George Ferdinand Becker (born Jan. 5, 1847, New York, N.Y., U.S.—died April 20, 1919, Washington, D.C.) was a geologist who advanced the study of mining geology from physical, chemical, and mathematical approaches.
Becker showed a talent for the natural sciences, particularly botany and zoology, while still a schoolboy. While studying as an undergraduate at Harvard University, he continued field studies. After graduation from Harvard University in 1868, Becker did advanced work at Heidelberg, Ger., and earned a Ph.D. there in 1869. He became a correspondent for the New York Herald and covered the Franco-German War (1870–71) until he resumed his studies at the Royal School of Mines in Berlin.
In 1874 Becker became an instructor of mining and metallurgy at the University of California at Berkeley, where he met Clarence King, the first director of the U.S. Geological Survey. Becker obtained a position with the survey and began a study of mining districts on the West Coast. His best-known report from this work is Geology of the Comstock Lode and Washoe District (1882).

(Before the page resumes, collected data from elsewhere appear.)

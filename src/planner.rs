//! Picks one meal per slot so the day's totals land near the user's targets.
//!
//! This is a bounded search, not an optimiser: when the pools are small
//! enough every triple is scored, otherwise a fixed number of random triples
//! (drawn with replacement) is scored and the best eligible one wins.

use rand::Rng;
use serde::Serialize;
use tracing::debug;

use crate::config::PlannerConfig;
use crate::meals::ResolvedMeal;
use crate::metrics::MacroTargets;
use crate::nutrition::Nutrition;

/// Winning triple together with its day totals and score.
#[derive(Debug, Clone, Serialize)]
pub struct MealCombination<'a> {
    pub breakfast: &'a ResolvedMeal,
    pub lunch: &'a ResolvedMeal,
    pub dinner: &'a ResolvedMeal,
    pub nutrition: Nutrition,
    pub score: f64,
}

#[derive(Debug, Clone, Copy)]
struct Candidate {
    picks: (usize, usize, usize),
    nutrition: Nutrition,
    score: f64,
}

/// Choose the lowest-scoring breakfast/lunch/dinner triple.
///
/// A triple is only eligible when its calories are within
/// `config.calorie_tolerance` of the calorie target. Returns `None` when any
/// pool is empty or no scored triple passes that gate.
pub fn find_best_meal_combination<'a, R>(
    breakfasts: &'a [ResolvedMeal],
    lunches: &'a [ResolvedMeal],
    dinners: &'a [ResolvedMeal],
    targets: &MacroTargets,
    config: &PlannerConfig,
    rng: &mut R,
) -> Option<MealCombination<'a>>
where
    R: Rng,
{
    if breakfasts.is_empty() || lunches.is_empty() || dinners.is_empty() {
        debug!(
            breakfasts = breakfasts.len(),
            lunches = lunches.len(),
            dinners = dinners.len(),
            "empty candidate pool"
        );
        return None;
    }

    let b: Vec<Nutrition> = breakfasts.iter().map(ResolvedMeal::nutrition).collect();
    let l: Vec<Nutrition> = lunches.iter().map(ResolvedMeal::nutrition).collect();
    let d: Vec<Nutrition> = dinners.iter().map(ResolvedMeal::nutrition).collect();

    let max_calorie_gap = config.calorie_tolerance * targets.calories;
    let mut best: Option<Candidate> = None;
    let mut consider = |i: usize, j: usize, k: usize| {
        let nutrition = (b[i] + l[j] + d[k]).rounded();
        if (nutrition.calories - targets.calories).abs() > max_calorie_gap {
            return;
        }
        let score = nutrition.deviation_score(targets);
        if best.map_or(true, |c| score < c.score) {
            best = Some(Candidate {
                picks: (i, j, k),
                nutrition,
                score,
            });
        }
    };

    let combinations = b.len().saturating_mul(l.len()).saturating_mul(d.len());
    let attempts = config.max_attempts.min(combinations);
    let exhaustive = combinations <= config.max_attempts;
    if exhaustive {
        for i in 0..b.len() {
            for j in 0..l.len() {
                for k in 0..d.len() {
                    consider(i, j, k);
                }
            }
        }
    } else {
        for _ in 0..attempts {
            consider(
                rng.gen_range(0..b.len()),
                rng.gen_range(0..l.len()),
                rng.gen_range(0..d.len()),
            );
        }
    }

    debug!(
        attempts,
        exhaustive,
        found = best.is_some(),
        "meal combination search finished"
    );

    best.map(|c| MealCombination {
        breakfast: &breakfasts[c.picks.0],
        lunch: &lunches[c.picks.1],
        dinner: &dinners[c.picks.2],
        nutrition: c.nutrition,
        score: c.score,
    })
}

Becker’s main interest was the study of the Earth’s interior, and his theoretical work on this topic was presented in a series of important papers in the 1890s; his most important theoretical contribution was Finite Homogeneous Strain, Flow, and Rupture of Rocks (1893). He foresaw that such studies could not be prosecuted successfully without a great body of physical data on the rocks and minerals that compose the Earth, and thus he played a major role in the establishment of the Geophysical Laboratory of the Carnegie Institution of Washington, D.C. In 1896 Becker went to South Africa to study the gold and diamond fields, and in 1898–99 he served as geologist to the U.S. Army in the Philippines.